As photographers, we're always wanting to improve our technique and learn now ways we can take better photos. So, to help you do this, here's three challenges you can set yourself which will not only get you thinking a bit differently but they'll also help you think more about composition and as a result, you'll hopefully produce better photos.
1. Choose One Spot And Stay There
When you're out taking photos it's easy to walk and click so you take lots of photos of everything that are good, but not 'wow'. By sticking to just one spot in one location, you may start to notice things about it that you'd usually miss. You don't actually have to travel a great distance to try this either as by picking one spot in your home or garden to take photos from you'll probably discover photo opportunities you didn't even know existed until you actually took the time to slow down and really open your eyes. Play with your zoom, change your angle and pay attention to your composition and the light. Also, simple things such as focusing on colour or texture can completely change the look / feel of a shot, too.
Photos by Rick Hanson which show what you can capture by staying in one spot in our garden.

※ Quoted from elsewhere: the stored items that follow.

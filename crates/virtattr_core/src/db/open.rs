//! Connection bootstrap utilities for SQLite.
//!
//! # Responsibility
//! - Open file or in-memory SQLite connections.
//! - Configure connection pragmas the record repository relies on.
//! - Trigger schema migrations before returning a usable connection.
//!
//! # Invariants
//! - Returned connections have `foreign_keys=ON` (field rows cascade with
//!   their record).
//! - Returned connections have migrations fully applied.

use super::migrations::apply_migrations;
use super::{DbError, DbResult};
use log::{error, info};
use rusqlite::Connection;
use std::path::Path;
use std::time::{Duration, Instant};

const BUSY_TIMEOUT: Duration = Duration::from_secs(5);

/// Opens a SQLite database file and applies all pending migrations.
///
/// # Side effects
/// - Creates the file when missing.
/// - Emits `db_open` logging events with duration and status.
pub fn open_db(path: impl AsRef<Path>) -> DbResult<Connection> {
    open_with("file", || Connection::open(path))
}

/// Opens an in-memory SQLite database and applies all pending migrations.
pub fn open_db_in_memory() -> DbResult<Connection> {
    open_with("memory", Connection::open_in_memory)
}

fn open_with(
    mode: &str,
    connect: impl FnOnce() -> rusqlite::Result<Connection>,
) -> DbResult<Connection> {
    let started_at = Instant::now();
    info!("event=db_open module=db status=start mode={mode}");

    let result = connect()
        .map_err(DbError::from)
        .and_then(|mut conn| bootstrap_connection(&mut conn).map(|()| conn));

    match &result {
        Ok(_) => info!(
            "event=db_open module=db status=ok mode={mode} duration_ms={}",
            started_at.elapsed().as_millis()
        ),
        Err(err) => error!(
            "event=db_open module=db status=error mode={mode} duration_ms={} error={err}",
            started_at.elapsed().as_millis()
        ),
    }
    result
}

fn bootstrap_connection(conn: &mut Connection) -> DbResult<()> {
    conn.execute_batch("PRAGMA foreign_keys = ON;")?;
    conn.busy_timeout(BUSY_TIMEOUT)?;
    apply_migrations(conn)?;
    Ok(())
}
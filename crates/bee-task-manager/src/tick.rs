//! The tick loop: `submit_jobs` then `update_jobs`, run every
//! `tick_interval_secs`. Not re-entrant -- the caller is expected to await
//! one `check_tasks` call to completion before the next timer fires.

use crate::backend::WorkloadBackend;
use crate::script;
use crate::state::TmState;
use crate::types::{JobRecord, JobState, TaskUpdate};
use crate::wfm_client::WfmClient;
use bee_common::config::BackendKind;
use std::sync::Arc;

pub struct Tm {
    pub state: Arc<TmState>,
    pub backend: Arc<dyn WorkloadBackend>,
    pub backend_kind: BackendKind,
    pub wfm: WfmClient,
}

impl Tm {
    pub async fn check_tasks(&self) {
        self.submit_jobs().await;
        self.update_jobs().await;
    }

    /// Drains `submit_queue`. A task is popped from the queue only after the
    /// backend has acknowledged it one way or the other, guaranteeing
    /// at-most-once submission.
    async fn submit_jobs(&self) {
        loop {
            let task = {
                let mut queues = self.state.queues.lock().await;
                match queues.submit_queue.pop_front() {
                    Some(t) => t,
                    None => break,
                }
            };
            let script = script::render(&task, self.backend_kind);
            match self.backend.submit(&script).await {
                Ok(job_id) => {
                    tracing::info!(task_id = %task.task_id, job_id = %job_id, "job submitted");
                    let record = JobRecord {
                        task_id: task.task_id,
                        wf_id: task.wf_id,
                        name: task.name.clone(),
                        job_id,
                        state: JobState::Pending,
                    };
                    self.state.queues.lock().await.job_queue.push(record);
                    self.report(task.wf_id, task.task_id, JobState::Pending).await;
                }
                Err(e) => {
                    tracing::warn!(task_id = %task.task_id, error = %e, "submission failed");
                    self.report(task.wf_id, task.task_id, JobState::SubmitFail).await;
                }
            }
        }
    }

    /// Polls every entry in `job_queue`, maps backend state to canonical
    /// state, reports changes upstream, and drops terminal entries.
    async fn update_jobs(&self) {
        let snapshot: Vec<JobRecord> = self.state.queues.lock().await.job_queue.clone();

        for record in snapshot {
            let outcome = self.backend.query(&record.job_id).await;
            let new_state = match outcome {
                Ok(state) => {
                    self.state.queues.lock().await.poll_failures.remove(&record.task_id);
                    state
                }
                Err(e) => {
                    let mut queues = self.state.queues.lock().await;
                    let failures = queues.poll_failures.entry(record.task_id).or_insert(0);
                    *failures += 1;
                    tracing::warn!(task_id = %record.task_id, error = %e, failures = *failures, "poll failed");
                    if *failures >= self.state.max_poll_failures {
                        JobState::Zombie
                    } else {
                        continue;
                    }
                }
            };

            if new_state != record.state {
                tracing::info!(task_id = %record.task_id, from = %record.state, to = %new_state, "job state changed");
                let reported = if new_state == JobState::Zombie {
                    JobState::Failed
                } else {
                    new_state
                };
                self.report(record.wf_id, record.task_id, reported).await;

                let mut queues = self.state.queues.lock().await;
                if let Some(entry) = queues.job_queue.iter_mut().find(|j| j.task_id == record.task_id) {
                    entry.state = new_state;
                }
            }

            if new_state.is_terminal() {
                let mut queues = self.state.queues.lock().await;
                queues.job_queue.retain(|j| j.task_id != record.task_id);
                queues.poll_failures.remove(&record.task_id);
            }
        }
    }

    pub(crate) async fn report(&self, wf_id: bee_common::WorkflowId, task_id: bee_common::TaskId, job_state: JobState) {
        let update = TaskUpdate {
            task_id,
            job_state,
            metadata: None,
            output: None,
            task_info: None,
        };
        self.wfm.report(wf_id, &update).await;
    }
}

2. Don't Take So Many Photos
Why not limit the number of shots you can take in one location? To really set a challenge, only take one photo in each location you're stopping to take a photo. By doing so you'll really think about your composition and study the scene in front of you to ensure you've found the best spot possible to take your one photo in. Don't forget to assess the light, too as you may find that waiting for the sun to shift position could help you create a better shot. You don't want to lose good light, though so pay attention to how clouds are moving and hit the shutter button before it's too late.
If you find this too restricting try setting a shot limit before you head out of the door and make sure you stick to it. By doing so you should be able to improve the quality of the images you take as you'll be finding the best shots through planing and careful thought.
Don't hit the shutter button too much.
3. Use Less Equipment
Instead of carrying a bag full of lenses why not just use one that has a fixed focal length? By doing so, you'll really need to think about what you're going to photograph because without a zoom your focal length is limited so rather than relying on the lens to do the work you have to get those grey cells warmed up and your feet moving to find a position/shot that works.